Prior studies have demonstrated that Ki67 does provide prognostic value for recurrence, supporting the recommendations of the IKWG for use of Ki67 as a prognostic biomarker in this population with HR-positive, HER2-negative EBC. In a meta-analysis of 12,155 patients with early breast cancer, Ki67 positivity was associated with increased risk of recurrence as well as worse overall and DFS in both node-positive and node-negative patients.²¹ However, Ki67 has not demonstrated to predict response to adjuvant chemoendocrine therapy versus endocrine therapy alone. Ki67 assessment of tumor tissue from the International Breast Cancer Study Group (IBCSG) Trials VIII and IX found that among 1521 patients with endocrine-sensitive tumors, high Ki67 (≥ 19%) did not predict efficacy of adjuvant chemoendocrine therapy compared with endocrine therapy alone though Ki67 was prognostic.²² Studies evaluating the predictive role of Ki67 are scarce and variable cutoffs and methods of measurement limit their interpretation. Data from adjuvant trials suggest that high Ki67 may predict benefit for a taxane-based regimen compared with a non-taxane regimen.^11,12,23

Although use of Ki67 to guide decisions on adjuvant chemotherapy is uncertain, it may have a role in guiding the use of adjuvant CDK 4/6 inhibitor therapy in high-risk HR-positive, HER2-negative localized breast cancer. Results from the monarchE trial indicated that a high Ki67 (≥ 20%) was associated with a higher recurrence risk and greater absolute benefit from adjuvant abemaciclib.¹⁹

The use of Ki67 is challenging due to its lack of standardization, inter-observer variability, and arbitrary cutoffs.^18,24 For these reasons, the American Society of Clinical Oncology (ASCO) Clinical Practice Guideline recommends that in terms of guiding adjuvant chemotherapy and endocrine therapy, Ki67 should only be used in conjunction with other parameters and in patients without access to genomic assays.¹⁴ Our results support these recommendations as we found that Ki67 cannot be reliably used to identify patients with low or high RS who ultimately benefit from chemotherapy. Interestingly, retrospective analyses from our study indicated that at our institution, higher Ki67 was associated with increased use of chemotherapy in patients with intermediate/low RS. This may reflect Ki67’s association with other adverse prognostic factors such as larger tumor size and positive axillary nodes.

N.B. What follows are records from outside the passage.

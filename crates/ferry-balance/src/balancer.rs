//! The routing facade: a ring snapshot behind an atomic swap.

use std::collections::BTreeSet;
use std::sync::{Arc, Mutex, PoisonError};

use arc_swap::ArcSwap;
use ferry_ring::{Blake3Hasher, KeyHasher, Ring, RingConfig, RingError};
use ferry_types::Bucket;
use tracing::{debug, info};

/// Routes keys to a dynamic set of buckets.
///
/// Any number of threads may call [`get`](Self::get) concurrently with a
/// writer calling [`update`](Self::update), [`add`](Self::add) or
/// [`remove`](Self::remove). Readers load the current snapshot without
/// locking. Writers are serialized among themselves; each one builds the
/// next ring from a private copy and publishes it with a single store.
pub struct LoadBalancer<H = Blake3Hasher> {
    /// Current ring snapshot.
    ring: ArcSwap<Ring<H>>,
    /// Serializes writers so concurrent add/remove calls do not lose updates.
    writer: Mutex<()>,
}

impl LoadBalancer<Blake3Hasher> {
    /// Create a balancer over `buckets` with the default ring config.
    ///
    /// An empty bucket list is valid; lookups fail until buckets are added.
    pub fn new<I>(buckets: I) -> Self
    where
        I: IntoIterator,
        I::Item: Into<Bucket>,
    {
        Self::with_hasher(RingConfig::default(), Blake3Hasher::new(), buckets)
    }
}

impl Default for LoadBalancer<Blake3Hasher> {
    fn default() -> Self {
        Self::new(Vec::<Bucket>::new())
    }
}

impl<H: KeyHasher> LoadBalancer<H> {
    /// Create a balancer with an explicit ring config and hasher.
    pub fn with_hasher<I>(config: RingConfig, hasher: H, buckets: I) -> Self
    where
        I: IntoIterator,
        I::Item: Into<Bucket>,
    {
        let ring = Ring::from_buckets(config, hasher, buckets);
        debug!(
            buckets = ring.len(),
            vnodes = ring.vnode_count(),
            "load balancer created"
        );
        Self {
            ring: ArcSwap::from_pointee(ring),
            writer: Mutex::new(()),
        }
    }

    /// Resolve `key` to its bucket.
    ///
    /// Fails with [`RingError::EmptyRing`] when no bucket is active.
    pub fn get(&self, key: impl AsRef<[u8]>) -> Result<Bucket, RingError> {
        self.ring.load().get(key.as_ref()).cloned()
    }

    /// Resolve `key` to up to `n` distinct buckets: the owner, then fallbacks.
    pub fn get_n(&self, key: impl AsRef<[u8]>, n: usize) -> Result<Vec<Bucket>, RingError> {
        let ring = self.ring.load();
        let owners = ring.get_n(key.as_ref(), n)?;
        Ok(owners.into_iter().cloned().collect())
    }

    /// Replace the active bucket set with `buckets`.
    ///
    /// Duplicates are collapsed. An empty list empties the ring.
    pub fn update<I>(&self, buckets: I)
    where
        I: IntoIterator,
        I::Item: Into<Bucket>,
    {
        let _guard = self.writer.lock().unwrap_or_else(PoisonError::into_inner);
        let current = self.ring.load();
        let next = Ring::from_buckets(
            RingConfig::new(current.replicas()),
            current.hasher().clone(),
            buckets,
        );
        info!(
            before = current.len(),
            after = next.len(),
            vnodes = next.vnode_count(),
            "bucket set updated"
        );
        self.ring.store(Arc::new(next));
    }

    /// Add one bucket. Returns `true` if it was not already active.
    pub fn add(&self, bucket: impl Into<Bucket>) -> bool {
        let bucket = bucket.into();
        self.publish(|ring| ring.add(bucket))
    }

    /// Remove one bucket. Returns `true` if it was active.
    pub fn remove(&self, bucket: impl AsRef<[u8]>) -> bool {
        self.publish(|ring| ring.remove(bucket.as_ref()))
    }

    /// The active buckets.
    pub fn members(&self) -> BTreeSet<Bucket> {
        self.ring.load().members().cloned().collect()
    }

    /// Number of active buckets.
    pub fn len(&self) -> usize {
        self.ring.load().len()
    }

    /// Whether no bucket is active.
    pub fn is_empty(&self) -> bool {
        self.ring.load().is_empty()
    }

    /// A consistent view of the ring for routing many keys against one state.
    pub fn snapshot(&self) -> Arc<Ring<H>> {
        self.ring.load_full()
    }

    /// Apply `change` to a private copy of the ring, then publish it.
    fn publish<R>(&self, change: impl FnOnce(&mut Ring<H>) -> R) -> R {
        let _guard = self.writer.lock().unwrap_or_else(PoisonError::into_inner);
        let mut next = (**self.ring.load()).clone();
        let out = change(&mut next);
        self.ring.store(Arc::new(next));
        out
    }
}

impl<H: KeyHasher> std::fmt::Debug for LoadBalancer<H> {
    fn fmt(&self, f: &mut std::fmt::Formatter<'_>) -> std::fmt::Result {
        let ring = self.ring.load();
        f.debug_struct("LoadBalancer")
            .field("buckets", &ring.len())
            .field("vnodes", &ring.vnode_count())
            .finish_non_exhaustive()
    }
}
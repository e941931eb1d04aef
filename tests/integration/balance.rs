//! Integration test: balance.
//!
//! Random keys spread evenly enough that the per-bucket standard deviation
//! stays below the per-bucket mean.

use std::collections::HashMap;

use ferry_balance::LoadBalancer;
use ferry_integration_tests::{gen_buckets, gen_key, statistic};
use ferry_types::Bucket;

fn route_counts(lb: &LoadBalancer, keys: usize) -> Vec<f64> {
    let mut counts: HashMap<Bucket, u64> = HashMap::new();
    for _ in 0..keys {
        let bucket = lb.get(gen_key()).unwrap();
        *counts.entry(bucket).or_default() += 1;
    }
    counts.values().map(|&c| c as f64).collect()
}

/// 2 random buckets, 1,000,000 random keys.
#[test]
fn test_two_buckets_million_keys() {
    let lb = LoadBalancer::new(gen_buckets(2));
    let counts = route_counts(&lb, 1_000_000);
    let stats = statistic(&counts);

    assert_eq!(counts.len(), 2, "both buckets should receive keys");
    assert_eq!(stats.sum, 1_000_000.0);
    assert!(
        stats.std_dev < stats.mean,
        "variance is too big: counts={counts:?} mean={} std={}",
        stats.mean,
        stats.std_dev
    );
}

/// 10 random buckets: no bucket is starved or hogs the load.
#[test]
fn test_ten_buckets_share_load() {
    let lb = LoadBalancer::new(gen_buckets(10));
    let counts = route_counts(&lb, 200_000);
    let stats = statistic(&counts);

    assert_eq!(counts.len(), 10);
    assert!(stats.std_dev < stats.mean);
    for c in &counts {
        let share = c / stats.sum;
        assert!(
            (0.05..=0.2).contains(&share),
            "bucket share {share:.3} far from 0.1: {counts:?}"
        );
    }
}
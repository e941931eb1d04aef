//! Shared test harness for ferry integration tests.
//!
//! Provides random bucket and key generators matching the shape of real
//! routing input (32-character ids over `[0-9A-Za-z-]`) and the summary
//! statistics the balance checks are phrased in.

use std::collections::HashSet;

use rand::Rng;

/// Characters used for generated ids.
const LETTERS: &[u8] = b"0123456789ABCDEFGHIJKLMNOPQRSTUVWXYZabcdefghijklmnopqrstuvwxyz-";

/// Length of generated bucket ids and keys.
pub const ID_LEN: usize = 32;

/// Summary of a list of counts.
#[derive(Debug, Clone, Copy, PartialEq)]
pub struct Stats {
    pub sum: f64,
    pub mean: f64,
    pub variance: f64,
    pub std_dev: f64,
}

/// Random string of `n` characters.
pub fn random_string(n: usize) -> String {
    let mut rng = rand::rng();
    (0..n)
        .map(|_| LETTERS[rng.random_range(0..LETTERS.len())] as char)
        .collect()
}

/// Random routing key.
pub fn gen_key() -> String {
    random_string(ID_LEN)
}

/// `n` distinct random bucket ids.
pub fn gen_buckets(n: usize) -> Vec<String> {
    let mut seen = HashSet::with_capacity(n);
    let mut buckets = Vec::with_capacity(n);
    while buckets.len() < n {
        let bucket = random_string(ID_LEN);
        if seen.insert(bucket.clone()) {
            buckets.push(bucket);
        }
    }
    buckets
}

/// Population statistics of `values`.
pub fn statistic(values: &[f64]) -> Stats {
    let n = values.len().max(1) as f64;
    let sum: f64 = values.iter().sum();
    let mean = sum / n;
    let variance = values.iter().map(|v| (v - mean).powi(2)).sum::<f64>() / n;
    Stats {
        sum,
        mean,
        variance,
        std_dev: variance.sqrt(),
    }
}

#[cfg(test)]
mod tests {
    use super::*;

    #[test]
    fn test_gen_buckets_distinct_and_sized() {
        let buckets = gen_buckets(20);
        assert_eq!(buckets.len(), 20);
        assert!(buckets.iter().all(|b| b.len() == ID_LEN));
        let unique: HashSet<_> = buckets.iter().collect();
        assert_eq!(unique.len(), 20);
    }

    #[test]
    fn test_statistic() {
        let s = statistic(&[1.0, 3.0]);
        assert_eq!(s.sum, 4.0);
        assert_eq!(s.mean, 2.0);
        assert_eq!(s.variance, 1.0);
        assert_eq!(s.std_dev, 1.0);
    }
}
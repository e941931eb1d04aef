//! Error types for ring lookups.

/// Errors produced by ring lookups.
#[derive(Debug, Clone, Copy, PartialEq, Eq, thiserror::Error)]
pub enum RingError {
    /// A lookup was attempted while no bucket is active.
    ///
    /// The caller must populate buckets before routing keys.
    #[error("empty ring: no buckets to route to")]
    EmptyRing,
}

Our results on the association between Ki67 and RS are consistent with previously reported data from prospective trials. Prospective analyses of patients from the West German Study Group Phase III PlanB trial showed a weak to moderate correlation between RS and Ki67 in patients with early HR-positive breast cancer. Among patients with low Ki67 (0–9%), less than 10% of patients had high RS. In patients with high Ki67 of greater than 39%, nearly 10% had RS 0–25.²⁵ These distributions support the lack of a strong overall correlation between Ki67 and RS.

The results of our study provide additional information by evaluating the correlation between RS and Ki67 using the IKWG classification.

In conclusion, the current study suggests that Ki67 does not significantly correlate with RS, especially in patients with low-intermediate Ki67, and should not be used to guide decisions on adjuvant chemotherapy. Additional studies are needed to determine the predictive value of Ki67 for adjuvant endocrine therapy and biologic agents such as CDK 4/6 inhibitors.

Supplementary Material

FS1. Supplementary Figure 1. Correlation between Ki67 and RS using Continuous Distribution.

Scatter plot demonstrating association between Ki67 and RS using a continuous distribution.

NIHMS1828196-supplement-FS1.tiff^{(27.8MB, tiff)}

FS2. Supplementary Figure 2. Boxplots of Ki67 Continuous Distributions for RS Subgroups.

Boxplots of Ki67 continuous distributions for low, intermediate, and high RS groups.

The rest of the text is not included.